<<<<
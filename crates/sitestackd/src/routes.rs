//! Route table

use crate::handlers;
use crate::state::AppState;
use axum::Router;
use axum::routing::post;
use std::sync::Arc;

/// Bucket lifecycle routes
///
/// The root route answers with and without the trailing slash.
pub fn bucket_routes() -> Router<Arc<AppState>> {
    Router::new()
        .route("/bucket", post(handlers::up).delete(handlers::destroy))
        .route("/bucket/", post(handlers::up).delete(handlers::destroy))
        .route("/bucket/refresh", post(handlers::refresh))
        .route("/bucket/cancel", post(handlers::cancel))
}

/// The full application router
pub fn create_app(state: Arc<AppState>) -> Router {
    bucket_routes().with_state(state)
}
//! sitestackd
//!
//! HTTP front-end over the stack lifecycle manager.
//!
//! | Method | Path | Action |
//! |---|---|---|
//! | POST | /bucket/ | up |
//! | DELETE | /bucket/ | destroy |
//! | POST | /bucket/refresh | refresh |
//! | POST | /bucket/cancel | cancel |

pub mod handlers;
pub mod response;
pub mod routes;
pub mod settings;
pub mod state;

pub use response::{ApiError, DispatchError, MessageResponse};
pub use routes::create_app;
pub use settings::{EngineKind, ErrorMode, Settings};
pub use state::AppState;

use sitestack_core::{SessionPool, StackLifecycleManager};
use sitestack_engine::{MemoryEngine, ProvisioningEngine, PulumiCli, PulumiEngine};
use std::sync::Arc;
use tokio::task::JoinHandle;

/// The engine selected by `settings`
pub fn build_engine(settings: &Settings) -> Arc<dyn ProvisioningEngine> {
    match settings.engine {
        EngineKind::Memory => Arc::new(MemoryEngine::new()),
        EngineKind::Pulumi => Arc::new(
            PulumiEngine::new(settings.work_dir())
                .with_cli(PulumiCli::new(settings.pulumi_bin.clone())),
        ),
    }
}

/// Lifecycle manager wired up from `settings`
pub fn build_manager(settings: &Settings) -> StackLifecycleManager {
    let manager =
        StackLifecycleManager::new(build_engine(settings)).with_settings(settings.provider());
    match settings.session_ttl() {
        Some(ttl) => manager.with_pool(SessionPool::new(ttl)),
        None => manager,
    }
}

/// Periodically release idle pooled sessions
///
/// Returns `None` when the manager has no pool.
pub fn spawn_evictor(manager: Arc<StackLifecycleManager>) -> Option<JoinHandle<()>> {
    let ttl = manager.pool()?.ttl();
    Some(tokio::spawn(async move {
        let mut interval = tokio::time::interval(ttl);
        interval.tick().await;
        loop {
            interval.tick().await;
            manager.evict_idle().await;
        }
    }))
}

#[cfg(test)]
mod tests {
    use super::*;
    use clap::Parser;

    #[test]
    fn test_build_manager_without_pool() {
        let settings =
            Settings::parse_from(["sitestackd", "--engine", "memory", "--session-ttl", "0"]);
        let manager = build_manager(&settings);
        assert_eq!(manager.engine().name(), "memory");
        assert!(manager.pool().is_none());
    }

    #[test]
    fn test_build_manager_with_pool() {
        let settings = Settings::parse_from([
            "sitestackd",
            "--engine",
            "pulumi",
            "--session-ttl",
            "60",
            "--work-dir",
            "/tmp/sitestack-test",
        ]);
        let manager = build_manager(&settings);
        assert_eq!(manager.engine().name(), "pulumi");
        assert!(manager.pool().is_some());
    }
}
>>>>
> **Problem details**:
The records above must be transcribed in full, word for word.

> **Answer to this problem**:
filename crates/sitestackd/src/routes.rs
//! Route table

use crate::handlers;
use crate::state::AppState;
use axum::Router;
use axum::routing::post;
use std::sync::Arc;

/// Bucket lifecycle routes
///
/// The root route answers with and without the trailing slash.
pub fn bucket_routes() -> Router<Arc<AppState>> {
    Router::new()
        .route("/bucket", post(handlers::up).delete(handlers::destroy))
        .route("/bucket/", post(handlers::up).delete(handlers::destroy))
        .route("/bucket/refresh", post(handlers::refresh))
        .route("/bucket/cancel", post(handlers::cancel))
}

/// The full application router
pub fn create_app(state: Arc<AppState>) -> Router {
    bucket_routes().with_state(state)
}
//! sitestackd
//!
//! HTTP front-end over the stack lifecycle manager.
//!
//! | Method | Path | Action |
//! |---|---|---|
//! | POST | /bucket/ | up |
//! | DELETE | /bucket/ | destroy |
//! | POST | /bucket/refresh | refresh |
//! | POST | /bucket/cancel | cancel |

pub mod handlers;
pub mod response;
pub mod routes;
pub mod settings;
pub mod state;

pub use response::{ApiError, DispatchError, MessageResponse};
pub use routes::create_app;
pub use settings::{EngineKind, ErrorMode, Settings};
pub use state::AppState;

use sitestack_core::{SessionPool, StackLifecycleManager};
use sitestack_engine::{MemoryEngine, ProvisioningEngine, PulumiCli, PulumiEngine};
use std::sync::Arc;
use tokio::task::JoinHandle;

/// The engine selected by `settings`
pub fn build_engine(settings: &Settings) -> Arc<dyn ProvisioningEngine> {
    match settings.engine {
        EngineKind::Memory => Arc::new(MemoryEngine::new()),
        EngineKind::Pulumi => Arc::new(
            PulumiEngine::new(settings.work_dir())
                .with_cli(PulumiCli::new(settings.pulumi_bin.clone())),
        ),
    }
}

/// Lifecycle manager wired up from `settings`
pub fn build_manager(settings: &Settings) -> StackLifecycleManager {
    let manager =
        StackLifecycleManager::new(build_engine(settings)).with_settings(settings.provider());
    match settings.session_ttl() {
        Some(ttl) => manager.with_pool(SessionPool::new(ttl)),
        None => manager,
    }
}

/// Periodically release idle pooled sessions
///
/// Returns `None` when the manager has no pool.
pub fn spawn_evictor(manager: Arc<StackLifecycleManager>) -> Option<JoinHandle<()>> {
    let ttl = manager.pool()?.ttl();
    Some(tokio::spawn(async move {
        let mut interval = tokio::time::interval(ttl);
        interval.tick().await;
        loop {
            interval.tick().await;
            manager.evict_idle().await;
        }
    }))
}

#[cfg(test)]
mod tests {
    use super::*;
    use clap::Parser;

    #[test]
    fn test_build_manager_without_pool() {
        let settings =
            Settings::parse_from(["sitestackd", "--engine", "memory", "--session-ttl", "0"]);
        let manager = build_manager(&settings);
        assert_eq!(manager.engine().name(), "memory");
        assert!(manager.pool().is_none());
    }

    #[test]
    fn test_build_manager_with_pool() {
        let settings = Settings::parse_from([
            "sitestackd",
            "--engine",
            "pulumi",
            "--session-ttl",
            "60",
            "--work-dir",
            "/tmp/sitestack-test",
        ]);
        let manager = build_manager(&settings);
        assert_eq!(manager.engine().name(), "pulumi");
        assert!(manager.pool().is_some());
    }
}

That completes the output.